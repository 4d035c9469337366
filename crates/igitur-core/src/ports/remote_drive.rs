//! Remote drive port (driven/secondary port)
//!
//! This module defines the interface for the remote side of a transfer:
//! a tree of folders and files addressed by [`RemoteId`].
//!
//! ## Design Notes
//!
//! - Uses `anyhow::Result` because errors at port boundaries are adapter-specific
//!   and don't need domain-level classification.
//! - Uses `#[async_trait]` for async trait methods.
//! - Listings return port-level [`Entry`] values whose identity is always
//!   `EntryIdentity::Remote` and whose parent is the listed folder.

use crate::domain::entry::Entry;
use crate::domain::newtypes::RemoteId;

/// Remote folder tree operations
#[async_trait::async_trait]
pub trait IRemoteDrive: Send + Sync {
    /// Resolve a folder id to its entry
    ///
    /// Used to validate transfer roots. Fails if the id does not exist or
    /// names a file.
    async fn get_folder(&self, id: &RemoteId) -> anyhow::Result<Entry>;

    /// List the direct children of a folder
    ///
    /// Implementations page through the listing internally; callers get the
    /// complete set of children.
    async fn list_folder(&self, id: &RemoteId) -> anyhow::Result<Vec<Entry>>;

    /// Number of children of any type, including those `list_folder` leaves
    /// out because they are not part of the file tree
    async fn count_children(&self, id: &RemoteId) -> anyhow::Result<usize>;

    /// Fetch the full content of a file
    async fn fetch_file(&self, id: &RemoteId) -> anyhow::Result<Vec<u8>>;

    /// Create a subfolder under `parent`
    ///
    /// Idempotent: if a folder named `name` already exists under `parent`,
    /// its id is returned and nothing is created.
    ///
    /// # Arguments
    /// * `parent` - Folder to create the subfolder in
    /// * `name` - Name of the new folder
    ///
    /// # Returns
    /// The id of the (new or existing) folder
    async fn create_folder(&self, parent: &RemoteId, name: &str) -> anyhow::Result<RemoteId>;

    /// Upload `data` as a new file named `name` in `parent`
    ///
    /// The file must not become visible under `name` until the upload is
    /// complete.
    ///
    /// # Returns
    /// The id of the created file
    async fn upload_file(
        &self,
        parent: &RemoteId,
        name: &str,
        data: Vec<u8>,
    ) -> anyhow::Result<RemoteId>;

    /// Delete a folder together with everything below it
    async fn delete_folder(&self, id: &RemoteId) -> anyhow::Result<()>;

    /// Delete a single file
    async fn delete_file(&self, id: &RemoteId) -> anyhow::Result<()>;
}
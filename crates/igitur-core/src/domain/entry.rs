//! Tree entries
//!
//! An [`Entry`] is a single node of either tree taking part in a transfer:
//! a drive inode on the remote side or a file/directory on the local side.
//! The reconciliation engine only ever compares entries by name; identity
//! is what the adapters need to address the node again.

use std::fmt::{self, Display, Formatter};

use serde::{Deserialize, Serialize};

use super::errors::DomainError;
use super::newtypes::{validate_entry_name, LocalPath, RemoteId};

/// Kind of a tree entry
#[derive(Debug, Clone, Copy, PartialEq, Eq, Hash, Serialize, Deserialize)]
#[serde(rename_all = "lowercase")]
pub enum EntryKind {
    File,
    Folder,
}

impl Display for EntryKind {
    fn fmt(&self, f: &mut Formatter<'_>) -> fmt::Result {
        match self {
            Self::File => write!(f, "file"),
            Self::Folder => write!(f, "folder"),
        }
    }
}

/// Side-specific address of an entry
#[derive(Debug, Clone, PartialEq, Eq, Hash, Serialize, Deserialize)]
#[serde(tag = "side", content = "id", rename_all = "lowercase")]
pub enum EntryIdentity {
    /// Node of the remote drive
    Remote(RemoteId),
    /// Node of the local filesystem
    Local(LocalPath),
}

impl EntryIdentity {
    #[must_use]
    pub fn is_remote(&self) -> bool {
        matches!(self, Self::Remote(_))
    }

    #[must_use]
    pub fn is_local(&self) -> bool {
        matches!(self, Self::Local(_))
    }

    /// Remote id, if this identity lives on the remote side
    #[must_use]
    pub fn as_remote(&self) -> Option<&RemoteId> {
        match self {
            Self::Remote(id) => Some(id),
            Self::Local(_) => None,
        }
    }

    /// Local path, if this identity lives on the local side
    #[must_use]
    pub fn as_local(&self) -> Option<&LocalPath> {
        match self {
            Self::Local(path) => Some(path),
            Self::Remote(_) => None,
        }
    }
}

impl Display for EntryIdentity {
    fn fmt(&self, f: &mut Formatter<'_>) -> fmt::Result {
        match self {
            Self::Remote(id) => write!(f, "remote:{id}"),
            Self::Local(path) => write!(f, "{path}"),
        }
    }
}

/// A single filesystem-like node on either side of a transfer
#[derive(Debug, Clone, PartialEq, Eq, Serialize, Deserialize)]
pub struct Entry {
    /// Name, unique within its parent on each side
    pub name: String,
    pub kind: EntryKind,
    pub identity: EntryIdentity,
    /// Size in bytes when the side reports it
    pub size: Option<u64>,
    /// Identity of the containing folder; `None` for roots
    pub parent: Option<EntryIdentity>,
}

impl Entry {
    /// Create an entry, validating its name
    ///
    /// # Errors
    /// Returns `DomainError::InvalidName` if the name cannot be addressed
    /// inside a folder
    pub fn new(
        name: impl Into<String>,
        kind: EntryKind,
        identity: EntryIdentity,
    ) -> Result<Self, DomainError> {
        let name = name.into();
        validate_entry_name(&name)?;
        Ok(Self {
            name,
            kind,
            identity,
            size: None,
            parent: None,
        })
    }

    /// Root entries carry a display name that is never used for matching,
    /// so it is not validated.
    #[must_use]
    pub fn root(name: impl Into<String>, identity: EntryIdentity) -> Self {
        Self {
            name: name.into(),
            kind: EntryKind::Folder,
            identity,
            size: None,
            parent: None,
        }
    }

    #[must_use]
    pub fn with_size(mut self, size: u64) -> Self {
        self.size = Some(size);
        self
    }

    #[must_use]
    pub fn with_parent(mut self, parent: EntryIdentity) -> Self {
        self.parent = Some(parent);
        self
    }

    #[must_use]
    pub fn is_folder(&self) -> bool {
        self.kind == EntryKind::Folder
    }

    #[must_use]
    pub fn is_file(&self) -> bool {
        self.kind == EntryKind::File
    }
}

> **WHAT TO DO**
Return only the exact lines from the opening of the records through the line that contains "pub trait IRemoteDrive: Send", both included.

> **SOLUTION TO THE EXERCISE**
repository 4d035c9469337366
filename crates/igitur-core/src/ports/remote_drive.rs
//! Remote drive port (driven/secondary port)
//!
//! This module defines the interface for the remote side of a transfer:
//! a tree of folders and files addressed by [`RemoteId`].
//!
//! ## Design Notes
//!
//! - Uses `anyhow::Result` because errors at port boundaries are adapter-specific
//!   and don't need domain-level classification.
//! - Uses `#[async_trait]` for async trait methods.
//! - Listings return port-level [`Entry`] values whose identity is always
//!   `EntryIdentity::Remote` and whose parent is the listed folder.

use crate::domain::entry::Entry;
use crate::domain::newtypes::RemoteId;

/// Remote folder tree operations
#[async_trait::async_trait]
pub trait IRemoteDrive: Send + Sync {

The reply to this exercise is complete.